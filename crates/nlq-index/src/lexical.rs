//! BM25 keyword index.

use std::collections::HashMap;

use ulid::Ulid;

use nlq_core::{Document, ScoredDocument};

const K1: f32 = 1.2;
const B: f32 = 0.75;

/// In-memory BM25 index over one document collection.
///
/// Term frequencies saturate via k1 and long documents are penalized
/// against the average document length via b. IDF is floored at zero
/// so terms present in most documents never score negatively.
pub struct LexicalIndex {
    documents: Vec<Document>,
    /// term -> (doc position, term frequency)
    postings: HashMap<String, Vec<(usize, u32)>>,
    doc_lengths: Vec<u32>,
    avg_doc_length: f32,
}

impl LexicalIndex {
    /// An empty index; searches return no hits until `build` replaces it.
    pub fn empty() -> Self {
        Self {
            documents: Vec::new(),
            postings: HashMap::new(),
            doc_lengths: Vec::new(),
            avg_doc_length: 0.0,
        }
    }

    /// Build the index from scratch over the given documents.
    pub fn build(documents: Vec<Document>) -> Self {
        let mut postings: HashMap<String, Vec<(usize, u32)>> = HashMap::new();
        let mut doc_lengths = Vec::with_capacity(documents.len());

        for (pos, doc) in documents.iter().enumerate() {
            let terms = tokenize(&doc.content);
            doc_lengths.push(terms.len() as u32);

            let mut counts: HashMap<String, u32> = HashMap::new();
            for term in terms {
                *counts.entry(term).or_insert(0) += 1;
            }
            for (term, tf) in counts {
                postings.entry(term).or_default().push((pos, tf));
            }
        }

        let avg_doc_length = if doc_lengths.is_empty() {
            0.0
        } else {
            doc_lengths.iter().sum::<u32>() as f32 / doc_lengths.len() as f32
        };

        Self {
            documents,
            postings,
            doc_lengths,
            avg_doc_length,
        }
    }

    pub fn len(&self) -> usize {
        self.documents.len()
    }

    pub fn is_empty(&self) -> bool {
        self.documents.is_empty()
    }

    pub fn document(&self, id: &Ulid) -> Option<&Document> {
        self.documents.iter().find(|d| &d.id == id)
    }

    /// Top-k BM25 scoring. Documents sharing no terms with the query
    /// are never returned.
    pub fn search(&self, query: &str, k: usize) -> Vec<ScoredDocument> {
        if self.documents.is_empty() || k == 0 {
            return Vec::new();
        }

        let n = self.documents.len() as f32;
        let mut scores: HashMap<usize, f32> = HashMap::new();

        for term in tokenize(query) {
            let Some(posting) = self.postings.get(&term) else {
                continue;
            };
            let df = posting.len() as f32;
            let idf = ((n - df + 0.5) / (df + 0.5) + 1.0).ln().max(0.0);

            for &(pos, tf) in posting {
                let tf = tf as f32;
                let len_norm = 1.0 - B + B * self.doc_lengths[pos] as f32 / self.avg_doc_length;
                let term_score = idf * (tf * (K1 + 1.0)) / (tf + K1 * len_norm);
                *scores.entry(pos).or_insert(0.0) += term_score;
            }
        }

        let mut hits: Vec<(usize, f32)> = scores.into_iter().filter(|(_, s)| *s > 0.0).collect();
        hits.sort_by(|a, b| b.1.partial_cmp(&a.1).unwrap_or(std::cmp::Ordering::Equal));
        hits.truncate(k);

        hits.into_iter()
            .map(|(pos, score)| ScoredDocument {
                document: self.documents[pos].clone(),
                score,
            })
            .collect()
    }
}

/// Lowercase alphanumeric tokenization. Underscores survive so column
/// names like `cust_name` stay one term.
fn tokenize(text: &str) -> Vec<String> {
    text.to_lowercase()
        .split(|c: char| !c.is_alphanumeric() && c != '_')
        .filter(|t| !t.is_empty())
        .map(|t| t.to_string())
        .collect()
}

#[cfg(test)]
mod tests {
    use super::*;
    use nlq_core::CollectionTag;

    fn doc(content: &str) -> Document {
        Document::new(CollectionTag::Knowledge, content)
    }

    #[test]
    fn test_empty_index_returns_no_hits() {
        let index = LexicalIndex::empty();
        assert!(index.search("total sales", 10).is_empty());
    }

    #[test]
    fn test_exact_term_match_ranks_first() {
        let index = LexicalIndex::build(vec![
            doc("monthly sales totals grouped by month"),
            doc("customer churn rate over time"),
            doc("inventory levels per warehouse"),
        ]);

        let hits = index.search("sales by month", 10);
        assert!(!hits.is_empty());
        assert!(hits[0].document.content.contains("sales"));
    }

    #[test]
    fn test_no_shared_terms_means_no_hits() {
        let index = LexicalIndex::build(vec![doc("customer churn rate")]);
        assert!(index.search("warehouse inventory", 10).is_empty());
    }

    #[test]
    fn test_rare_terms_outweigh_common_terms() {
        // "orders" appears everywhere, "refund" only once.
        let index = LexicalIndex::build(vec![
            doc("orders shipped this week"),
            doc("orders pending approval"),
            doc("orders with a refund issued"),
        ]);

        let hits = index.search("orders refund", 10);
        assert_eq!(hits[0].document.content, "orders with a refund issued");
    }

    #[test]
    fn test_length_normalization_penalizes_long_documents() {
        let long = "sales ".to_string() + &"filler words padding content extra ".repeat(20);
        let index = LexicalIndex::build(vec![doc(&long), doc("sales summary")]);

        let hits = index.search("sales", 10);
        assert_eq!(hits[0].document.content, "sales summary");
    }

    #[test]
    fn test_underscored_identifiers_are_single_terms() {
        let index = LexicalIndex::build(vec![
            doc("cust_name holds the customer display name"),
            doc("custom names for reports"),
        ]);

        let hits = index.search("cust_name", 10);
        assert_eq!(hits.len(), 1);
        assert!(hits[0].document.content.starts_with("cust_name"));
    }

    #[test]
    fn test_k_truncation() {
        let docs = (0..10).map(|i| doc(&format!("sales report {}", i))).collect();
        let index = LexicalIndex::build(docs);
        assert_eq!(index.search("sales", 3).len(), 3);
    }

    #[test]
    fn test_scores_descend() {
        let index = LexicalIndex::build(vec![
            doc("sales sales sales"),
            doc("sales and marketing"),
            doc("sales"),
        ]);
        let hits = index.search("sales", 10);
        for pair in hits.windows(2) {
            assert!(pair[0].score >= pair[1].score);
        }
    }
}
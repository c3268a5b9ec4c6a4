//! In-process TTL cache.

use async_trait::async_trait;
use std::collections::HashMap;
use std::hash::Hash;
use std::time::{Duration, Instant};
use tokio::sync::RwLock;

use nlq_core::Cache;

/// In-memory cache where every entry expires `ttl` after insertion.
///
/// Read-shared across concurrent workflow runs; whichever run first
/// observes expiry repopulates the entry. A stale read is bounded by
/// the TTL, so no lock is held across the reload.
pub struct TtlCache<K, V> {
    entries: RwLock<HashMap<K, (V, Instant)>>,
    ttl: Duration,
}

impl<K, V> TtlCache<K, V>
where
    K: Eq + Hash + Clone + Send + Sync,
    V: Clone + Send + Sync,
{
    pub fn new(ttl: Duration) -> Self {
        Self {
            entries: RwLock::new(HashMap::new()),
            ttl,
        }
    }

    /// Number of entries, including expired ones not yet evicted.
    pub async fn len(&self) -> usize {
        self.entries.read().await.len()
    }

    pub async fn is_empty(&self) -> bool {
        self.entries.read().await.is_empty()
    }
}

#[async_trait]
impl<K, V> Cache<K, V> for TtlCache<K, V>
where
    K: Eq + Hash + Clone + Send + Sync,
    V: Clone + Send + Sync,
{
    async fn get(&self, key: &K) -> Option<V> {
        let entries = self.entries.read().await;
        match entries.get(key) {
            Some((value, inserted_at)) if inserted_at.elapsed() < self.ttl => Some(value.clone()),
            _ => None,
        }
    }

    async fn put(&self, key: K, value: V) {
        let mut entries = self.entries.write().await;
        entries.insert(key, (value, Instant::now()));
    }

    async fn invalidate(&self, key: &K) {
        let mut entries = self.entries.write().await;
        entries.remove(key);
    }
}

::::

DIRECTIONS
Nothing but an exact copy of the lines from the first one above through the line holding "floored at zero" should be returned.

SOLUTION TO THIS PROBLEM
filename crates/nlq-index/src/lexical.rs
//! BM25 keyword index.

use std::collections::HashMap;

use ulid::Ulid;

use nlq_core::{Document, ScoredDocument};

const K1: f32 = 1.2;
const B: f32 = 0.75;

/// In-memory BM25 index over one document collection.
///
/// Term frequencies saturate via k1 and long documents are penalized
/// against the average document length via b. IDF is floored at zero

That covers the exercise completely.